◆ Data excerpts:

Start of Block

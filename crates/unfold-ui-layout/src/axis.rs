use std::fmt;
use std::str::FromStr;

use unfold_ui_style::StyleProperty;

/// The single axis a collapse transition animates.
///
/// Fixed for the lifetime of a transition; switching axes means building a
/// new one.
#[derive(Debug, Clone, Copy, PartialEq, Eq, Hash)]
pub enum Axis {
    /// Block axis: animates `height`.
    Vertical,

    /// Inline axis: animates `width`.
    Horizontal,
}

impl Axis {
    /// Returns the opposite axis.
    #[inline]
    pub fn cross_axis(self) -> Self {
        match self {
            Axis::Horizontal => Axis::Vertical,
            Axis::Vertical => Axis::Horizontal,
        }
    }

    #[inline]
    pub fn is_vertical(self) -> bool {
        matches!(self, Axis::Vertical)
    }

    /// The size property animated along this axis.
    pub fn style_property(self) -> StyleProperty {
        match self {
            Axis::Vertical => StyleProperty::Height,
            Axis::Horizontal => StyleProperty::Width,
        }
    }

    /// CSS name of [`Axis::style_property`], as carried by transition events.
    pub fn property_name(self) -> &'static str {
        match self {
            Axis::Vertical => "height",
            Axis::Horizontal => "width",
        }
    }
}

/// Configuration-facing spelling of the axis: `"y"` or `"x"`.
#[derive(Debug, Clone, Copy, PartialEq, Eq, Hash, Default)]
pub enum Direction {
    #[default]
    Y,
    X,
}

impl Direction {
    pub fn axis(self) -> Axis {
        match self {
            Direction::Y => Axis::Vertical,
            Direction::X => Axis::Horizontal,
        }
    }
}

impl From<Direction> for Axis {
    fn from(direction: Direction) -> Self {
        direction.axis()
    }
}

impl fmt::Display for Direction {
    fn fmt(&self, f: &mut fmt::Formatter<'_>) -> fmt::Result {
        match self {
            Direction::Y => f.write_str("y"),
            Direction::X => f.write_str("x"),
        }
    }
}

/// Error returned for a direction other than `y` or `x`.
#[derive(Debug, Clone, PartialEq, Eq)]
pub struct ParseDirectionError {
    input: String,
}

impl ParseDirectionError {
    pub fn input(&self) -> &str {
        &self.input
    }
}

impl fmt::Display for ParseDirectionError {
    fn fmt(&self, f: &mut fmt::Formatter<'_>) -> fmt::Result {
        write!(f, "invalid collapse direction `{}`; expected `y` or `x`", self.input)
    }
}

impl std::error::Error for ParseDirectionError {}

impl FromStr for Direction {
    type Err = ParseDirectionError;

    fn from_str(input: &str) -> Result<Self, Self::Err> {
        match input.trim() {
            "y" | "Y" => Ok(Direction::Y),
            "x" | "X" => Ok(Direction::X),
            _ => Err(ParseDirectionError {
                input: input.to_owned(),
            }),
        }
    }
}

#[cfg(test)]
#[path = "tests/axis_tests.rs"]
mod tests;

End of Block

◆ What you have to do: Output the data once more, exactly as it appears above.

◆ Response to this exercise:
filename crates/unfold-ui-layout/src/axis.rs
use std::fmt;
use std::str::FromStr;

use unfold_ui_style::StyleProperty;

/// The single axis a collapse transition animates.
///
/// Fixed for the lifetime of a transition; switching axes means building a
/// new one.
#[derive(Debug, Clone, Copy, PartialEq, Eq, Hash)]
pub enum Axis {
    /// Block axis: animates `height`.
    Vertical,

    /// Inline axis: animates `width`.
    Horizontal,
}

impl Axis {
    /// Returns the opposite axis.
    #[inline]
    pub fn cross_axis(self) -> Self {
        match self {
            Axis::Horizontal => Axis::Vertical,
            Axis::Vertical => Axis::Horizontal,
        }
    }

    #[inline]
    pub fn is_vertical(self) -> bool {
        matches!(self, Axis::Vertical)
    }

    /// The size property animated along this axis.
    pub fn style_property(self) -> StyleProperty {
        match self {
            Axis::Vertical => StyleProperty::Height,
            Axis::Horizontal => StyleProperty::Width,
        }
    }

    /// CSS name of [`Axis::style_property`], as carried by transition events.
    pub fn property_name(self) -> &'static str {
        match self {
            Axis::Vertical => "height",
            Axis::Horizontal => "width",
        }
    }
}

/// Configuration-facing spelling of the axis: `"y"` or `"x"`.
#[derive(Debug, Clone, Copy, PartialEq, Eq, Hash, Default)]
pub enum Direction {
    #[default]
    Y,
    X,
}

impl Direction {
    pub fn axis(self) -> Axis {
        match self {
            Direction::Y => Axis::Vertical,
            Direction::X => Axis::Horizontal,
        }
    }
}

impl From<Direction> for Axis {
    fn from(direction: Direction) -> Self {
        direction.axis()
    }
}

impl fmt::Display for Direction {
    fn fmt(&self, f: &mut fmt::Formatter<'_>) -> fmt::Result {
        match self {
            Direction::Y => f.write_str("y"),
            Direction::X => f.write_str("x"),
        }
    }
}

/// Error returned for a direction other than `y` or `x`.
#[derive(Debug, Clone, PartialEq, Eq)]
pub struct ParseDirectionError {
    input: String,
}

impl ParseDirectionError {
    pub fn input(&self) -> &str {
        &self.input
    }
}

impl fmt::Display for ParseDirectionError {
    fn fmt(&self, f: &mut fmt::Formatter<'_>) -> fmt::Result {
        write!(f, "invalid collapse direction `{}`; expected `y` or `x`", self.input)
    }
}

impl std::error::Error for ParseDirectionError {}

impl FromStr for Direction {
    type Err = ParseDirectionError;

    fn from_str(input: &str) -> Result<Self, Self::Err> {
        match input.trim() {
            "y" | "Y" => Ok(Direction::Y),
            "x" | "X" => Ok(Direction::X),
            _ => Err(ParseDirectionError {
                input: input.to_owned(),
            }),
        }
    }
}

#[cfg(test)]
#[path = "tests/axis_tests.rs"]
mod tests;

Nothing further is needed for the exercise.